[Collected data entries]
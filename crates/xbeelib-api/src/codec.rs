//! XBee API frame envelope encoder/decoder.
//!
//! # Frame format
//!
//! ```text
//! 0x7E <len MSB> <len LSB> <frame data ...> <checksum>
//! ```
//!
//! - Start delimiter: `0x7E`
//! - Length: number of frame data bytes, big-endian
//! - Frame data: frame type byte followed by the body
//! - Checksum: `0xFF` minus the low byte of the sum of the frame data
//!
//! In API mode 2 every byte after the start delimiter that equals `0x7E`,
//! `0x7D`, `0x11` or `0x13` is sent as `0x7D` followed by the byte XOR
//! `0x20`. A raw `0x7E` therefore always marks a frame start, which lets
//! the decoder resynchronise after line noise.

use bytes::{BufMut, BytesMut};

use crate::frame::ApiFrame;

/// Start delimiter.
pub const START_DELIMITER: u8 = 0x7E;

/// Escape byte (API mode 2).
pub const ESCAPE: u8 = 0x7D;

/// Software flow control on.
pub const XON: u8 = 0x11;

/// Software flow control off.
pub const XOFF: u8 = 0x13;

/// Value XORed into an escaped byte.
pub const ESCAPE_XOR: u8 = 0x20;

/// Largest frame data length accepted by the decoder.
///
/// XBee modules never emit frames anywhere near this size; a larger
/// length field means the decoder locked onto noise.
pub const MAX_FRAME_DATA: usize = 512;

/// XBee API operating mode (`AP` parameter).
#[derive(Debug, Clone, Copy, PartialEq, Eq, Default)]
pub enum ApiMode {
    /// `AP=1`: no escaping.
    #[default]
    Unescaped,
    /// `AP=2`: control bytes escaped.
    Escaped,
}

impl ApiMode {
    /// The numeric `AP` value.
    pub fn as_u8(self) -> u8 {
        match self {
            ApiMode::Unescaped => 1,
            ApiMode::Escaped => 2,
        }
    }
}

impl TryFrom<u8> for ApiMode {
    type Error = u8;

    fn try_from(value: u8) -> std::result::Result<Self, u8> {
        match value {
            1 => Ok(ApiMode::Unescaped),
            2 => Ok(ApiMode::Escaped),
            other => Err(other),
        }
    }
}

/// Compute the checksum of a frame data block.
///
/// # Example
///
/// ```
/// use xbeelib_api::codec::checksum;
///
/// // AT NJ with frame ID 0x52
/// assert_eq!(checksum(&[0x08, 0x52, b'N', b'J']), 0x0D);
/// ```
pub fn checksum(frame_data: &[u8]) -> u8 {
    let sum = frame_data.iter().fold(0u8, |acc, &b| acc.wrapping_add(b));
    0xFF - sum
}

fn needs_escape(b: u8) -> bool {
    matches!(b, START_DELIMITER | ESCAPE | XON | XOFF)
}

fn put_escaped(buf: &mut BytesMut, b: u8, mode: ApiMode) {
    if mode == ApiMode::Escaped && needs_escape(b) {
        buf.put_u8(ESCAPE);
        buf.put_u8(b ^ ESCAPE_XOR);
    } else {
        buf.put_u8(b);
    }
}

/// Wrap frame data in the API envelope.
pub fn encode_frame_data(frame_data: &[u8], mode: ApiMode) -> Vec<u8> {
    let mut buf = BytesMut::with_capacity(frame_data.len() + 8);
    buf.put_u8(START_DELIMITER);
    let len = (frame_data.len() as u16).to_be_bytes();
    for b in len.iter().chain(frame_data).copied() {
        put_escaped(&mut buf, b, mode);
    }
    put_escaped(&mut buf, checksum(frame_data), mode);
    buf.to_vec()
}

/// Encode an [`ApiFrame`] into raw bytes ready for transmission.
///
/// # Example
///
/// ```
/// use xbeelib_api::codec::{encode_frame, ApiMode};
/// use xbeelib_api::frame::{ApiFrame, AtCommand};
///
/// let frame = ApiFrame::AtCommand {
///     frame_id: 0x52,
///     command: AtCommand::new("NJ").unwrap(),
///     parameter: vec![],
/// };
/// let bytes = encode_frame(&frame, ApiMode::Unescaped);
/// assert_eq!(bytes, vec![0x7E, 0x00, 0x04, 0x08, 0x52, 0x4E, 0x4A, 0x0D]);
/// ```
pub fn encode_frame(frame: &ApiFrame, mode: ApiMode) -> Vec<u8> {
    encode_frame_data(&frame.to_bytes(), mode)
}

/// Result of attempting to decode a frame from a byte buffer.
#[derive(Debug, Clone, PartialEq, Eq)]
pub enum DecodeResult {
    /// A complete frame was decoded. The `usize` is the number of bytes
    /// consumed from the input buffer (including any leading noise).
    Frame(ApiFrame, usize),

    /// The buffer does not yet contain a complete frame.
    Incomplete,

    /// Noise, a bad checksum, or a truncated frame. The `usize` is the
    /// number of bytes to discard before trying again.
    Invalid(usize),
}

enum Step {
    Byte(u8),
    /// Ran out of input.
    End,
    /// Hit a raw start delimiter at this offset (escaped mode only).
    Restart(usize),
}

/// Reads envelope bytes, undoing API mode 2 escaping.
struct Unescaper<'a> {
    buf: &'a [u8],
    pos: usize,
    mode: ApiMode,
}

impl Unescaper<'_> {
    fn step(&mut self) -> Step {
        let Some(&b) = self.buf.get(self.pos) else {
            return Step::End;
        };
        if self.mode == ApiMode::Unescaped {
            self.pos += 1;
            return Step::Byte(b);
        }
        match b {
            START_DELIMITER => Step::Restart(self.pos),
            ESCAPE => match self.buf.get(self.pos + 1) {
                None => Step::End,
                Some(&START_DELIMITER) => Step::Restart(self.pos + 1),
                Some(&escaped) => {
                    self.pos += 2;
                    Step::Byte(escaped ^ ESCAPE_XOR)
                }
            },
            _ => {
                self.pos += 1;
                Step::Byte(b)
            }
        }
    }
}

/// Attempt to decode one API frame from a byte buffer.
///
/// Bytes before the first start delimiter are noise. Returns
/// [`DecodeResult::Frame`] with the number of bytes consumed,
/// [`DecodeResult::Incomplete`] if more data is needed, or
/// [`DecodeResult::Invalid`] with the number of bytes to drop.
///
/// # Example
///
/// ```
/// use xbeelib_api::codec::{decode_frame, ApiMode, DecodeResult};
/// use xbeelib_api::frame::ApiFrame;
///
/// // TX status, frame ID 1, success
/// let buf = [0x7E, 0x00, 0x03, 0x89, 0x01, 0x00, 0x75];
/// match decode_frame(&buf, ApiMode::Unescaped) {
///     DecodeResult::Frame(ApiFrame::TxStatus { frame_id, status }, consumed) => {
///         assert_eq!((frame_id, status), (1, 0));
///         assert_eq!(consumed, 7);
///     }
///     other => panic!("expected a frame, got {:?}", other),
/// }
/// ```
pub fn decode_frame(buf: &[u8], mode: ApiMode) -> DecodeResult {
    let start = match buf.iter().position(|&b| b == START_DELIMITER) {
        Some(pos) => pos,
        None if buf.is_empty() => return DecodeResult::Incomplete,
        None => return DecodeResult::Invalid(buf.len()),
    };

    let mut reader = Unescaper {
        buf,
        pos: start + 1,
        mode,
    };

    macro_rules! next_byte {
        () => {
            match reader.step() {
                Step::Byte(b) => b,
                Step::End => return DecodeResult::Incomplete,
                Step::Restart(at) => return DecodeResult::Invalid(at),
            }
        };
    }

    let len = u16::from_be_bytes([next_byte!(), next_byte!()]) as usize;
    if len == 0 || len > MAX_FRAME_DATA {
        return DecodeResult::Invalid(start + 1);
    }

    let mut frame_data = Vec::with_capacity(len);
    for _ in 0..len {
        frame_data.push(next_byte!());
    }
    let received = next_byte!();

    if checksum(&frame_data) != received {
        tracing::debug!(
            expected = checksum(&frame_data),
            received,
            "API frame checksum mismatch"
        );
        return DecodeResult::Invalid(start + 1);
    }

    match ApiFrame::parse(&frame_data) {
        Ok(frame) => DecodeResult::Frame(frame, reader.pos),
        Err(e) => {
            tracing::debug!(error = %e, "discarding malformed API frame");
            DecodeResult::Invalid(reader.pos)
        }
    }
}

/// Maximum buffered bytes before the decoder discards its input.
const MAX_BUFFERED: usize = 4096;

/// Incremental decoder for a byte stream of API frames.
///
/// Feed raw transport reads with [`push`](Self::push) and drain frames
/// with [`next_frame`](Self::next_frame).
#[derive(Debug)]
pub struct FrameDecoder {
    buf: BytesMut,
    mode: ApiMode,
}

impl FrameDecoder {
    /// Create a decoder for the given API mode.
    pub fn new(mode: ApiMode) -> Self {
        FrameDecoder {
            buf: BytesMut::with_capacity(256),
            mode,
        }
    }

    /// Append raw bytes read from the transport.
    pub fn push(&mut self, data: &[u8]) {
        self.buf.extend_from_slice(data);
        if self.buf.len() > MAX_BUFFERED {
            tracing::warn!(len = self.buf.len(), "decoder buffer overflow, resetting");
            self.buf.clear();
        }
    }

    /// Decode the next complete frame, skipping noise and bad frames.
    pub fn next_frame(&mut self) -> Option<ApiFrame> {
        loop {
            match decode_frame(&self.buf, self.mode) {
                DecodeResult::Frame(frame, consumed) => {
                    let _ = self.buf.split_to(consumed);
                    return Some(frame);
                }
                DecodeResult::Invalid(consumed) => {
                    tracing::trace!(discarded = consumed, "skipping invalid bytes");
                    let _ = self.buf.split_to(consumed);
                }
                DecodeResult::Incomplete => return None,
            }
        }
    }

    /// Number of buffered bytes not yet decoded.
    pub fn buffered(&self) -> usize {
        self.buf.len()
    }
}

#[cfg(test)]
mod tests {
    use super::*;
    use crate::frame::{AtCommand, AtStatus};

    fn at_response(frame_id: u8, data: &[u8]) -> ApiFrame {
        ApiFrame::AtCommandResponse {
            frame_id,
            command: AtCommand::new("NI").unwrap(),
            status: AtStatus::Ok,
            data: data.to_vec(),
        }
    }

    #[test]
    fn checksum_reference_values() {
        assert_eq!(checksum(&[0x08, 0x52, b'N', b'J']), 0x0D);
        assert_eq!(checksum(&[0x89, 0x01, 0x00]), 0x75);
        assert_eq!(checksum(&[]), 0xFF);
    }

    #[test]
    fn encode_unescaped() {
        let frame = ApiFrame::AtCommand {
            frame_id: 0x52,
            command: AtCommand::new("NJ").unwrap(),
            parameter: vec![],
        };
        assert_eq!(
            encode_frame(&frame, ApiMode::Unescaped),
            vec![0x7E, 0x00, 0x04, 0x08, 0x52, 0x4E, 0x4A, 0x0D]
        );
    }

    #[test]
    fn encode_escaped_control_bytes() {
        // Frame data with every byte that needs escaping.
        let encoded = encode_frame_data(&[0x7E, 0x7D, 0x11, 0x13], ApiMode::Escaped);
        assert_eq!(
            encoded,
            vec![0x7E, 0x00, 0x04, 0x7D, 0x5E, 0x7D, 0x5D, 0x7D, 0x31, 0x7D, 0x33, 0xE0]
        );
    }

    #[test]
    fn escaped_checksum_is_escaped() {
        // Frame data summing to 0xEE gives checksum 0x11 (XON).
        let encoded = encode_frame_data(&[0xEE], ApiMode::Escaped);
        assert_eq!(encoded, vec![0x7E, 0x00, 0x01, 0xEE, 0x7D, 0x31]);
        assert!(matches!(
            decode_frame(&encoded, ApiMode::Escaped),
            DecodeResult::Frame(ApiFrame::Unknown { frame_type: 0xEE, .. }, 6)
        ));
    }

    #[test]
    fn decode_escaped_frame() {
        let frame = at_response(0x7D, &[0x13, 0x7E]);
        let encoded = encode_frame(&frame, ApiMode::Escaped);
        match decode_frame(&encoded, ApiMode::Escaped) {
            DecodeResult::Frame(decoded, consumed) => {
                assert_eq!(decoded, frame);
                assert_eq!(consumed, encoded.len());
            }
            other => panic!("expected frame, got {:?}", other),
        }
    }

    #[test]
    fn decode_skips_leading_noise() {
        let mut buf = vec![0x00, 0x42, 0x99];
        buf.extend(encode_frame(&at_response(3, b"A"), ApiMode::Unescaped));
        match decode_frame(&buf, ApiMode::Unescaped) {
            DecodeResult::Frame(frame, consumed) => {
                assert_eq!(frame, at_response(3, b"A"));
                assert_eq!(consumed, buf.len());
            }
            other => panic!("expected frame, got {:?}", other),
        }
    }

    #[test]
    fn decode_incomplete() {
        let encoded = encode_frame(&at_response(1, b"NODE"), ApiMode::Unescaped);
        for cut in 0..encoded.len() {
            assert_eq!(
                decode_frame(&encoded[..cut], ApiMode::Unescaped),
                DecodeResult::Incomplete,
                "cut at {}",
                cut
            );
        }
    }

    #[test]
    fn decode_pure_noise_is_invalid() {
        assert_eq!(
            decode_frame(&[0x01, 0x02, 0x03], ApiMode::Unescaped),
            DecodeResult::Invalid(3)
        );
    }

    #[test]
    fn decode_bad_checksum_skips_delimiter() {
        let mut encoded = encode_frame(&at_response(1, b""), ApiMode::Unescaped);
        let last = encoded.len() - 1;
        encoded[last] ^= 0xFF;
        assert_eq!(
            decode_frame(&encoded, ApiMode::Unescaped),
            DecodeResult::Invalid(1)
        );
    }

    #[test]
    fn decode_truncated_escaped_frame_restarts() {
        let first = encode_frame(&at_response(1, b"XYZ"), ApiMode::Escaped);
        let second = encode_frame(&at_response(2, b""), ApiMode::Escaped);
        let mut buf = first[..5].to_vec();
        buf.extend_from_slice(&second);

        assert_eq!(decode_frame(&buf, ApiMode::Escaped), DecodeResult::Invalid(5));
        match decode_frame(&buf[5..], ApiMode::Escaped) {
            DecodeResult::Frame(frame, _) => assert_eq!(frame, at_response(2, b"")),
            other => panic!("expected frame, got {:?}", other),
        }
    }

    #[test]
    fn decode_zero_length_is_invalid() {
        assert_eq!(
            decode_frame(&[0x7E, 0x00, 0x00, 0xFF], ApiMode::Unescaped),
            DecodeResult::Invalid(1)
        );
    }

    #[test]
    fn api_mode_values() {
        assert_eq!(ApiMode::try_from(1), Ok(ApiMode::Unescaped));
        assert_eq!(ApiMode::try_from(2), Ok(ApiMode::Escaped));
        assert_eq!(ApiMode::try_from(3), Err(3));
        assert_eq!(ApiMode::Escaped.as_u8(), 2);
        assert_eq!(ApiMode::default(), ApiMode::Unescaped);
    }

    #[test]
    fn decoder_handles_split_reads() {
        let mut decoder = FrameDecoder::new(ApiMode::Escaped);
        let a = encode_frame(&at_response(1, &[0x7E]), ApiMode::Escaped);
        let b = encode_frame(&at_response(2, &[0x11]), ApiMode::Escaped);
        let mut stream = a.clone();
        stream.extend_from_slice(&b);

        let (head, tail) = stream.split_at(a.len() + 2);
        decoder.push(head);
        assert_eq!(decoder.next_frame(), Some(at_response(1, &[0x7E])));
        assert_eq!(decoder.next_frame(), None);

        decoder.push(tail);
        assert_eq!(decoder.next_frame(), Some(at_response(2, &[0x11])));
        assert_eq!(decoder.next_frame(), None);
        assert_eq!(decoder.buffered(), 0);
    }

    #[test]
    fn decoder_recovers_after_corruption() {
        let mut decoder = FrameDecoder::new(ApiMode::Unescaped);
        let mut bad = encode_frame(&at_response(1, b""), ApiMode::Unescaped);
        let last = bad.len() - 1;
        bad[last] = bad[last].wrapping_add(1);
        decoder.push(&bad);
        decoder.push(&encode_frame(&at_response(2, b""), ApiMode::Unescaped));

        assert_eq!(decoder.next_frame(), Some(at_response(2, b"")));
    }
}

— INSTRUCTIONS TO FOLLOW —
Return, with no change at all, every line in the entries above from the line containing "a frame from a byte buffer." through the line containing "mode 2 escaping.".

— EXERCISE SOLUTION —
/// Result of attempting to decode a frame from a byte buffer.
#[derive(Debug, Clone, PartialEq, Eq)]
pub enum DecodeResult {
    /// A complete frame was decoded. The `usize` is the number of bytes
    /// consumed from the input buffer (including any leading noise).
    Frame(ApiFrame, usize),

    /// The buffer does not yet contain a complete frame.
    Incomplete,

    /// Noise, a bad checksum, or a truncated frame. The `usize` is the
    /// number of bytes to discard before trying again.
    Invalid(usize),
}

enum Step {
    Byte(u8),
    /// Ran out of input.
    End,
    /// Hit a raw start delimiter at this offset (escaped mode only).
    Restart(usize),
}

/// Reads envelope bytes, undoing API mode 2 escaping.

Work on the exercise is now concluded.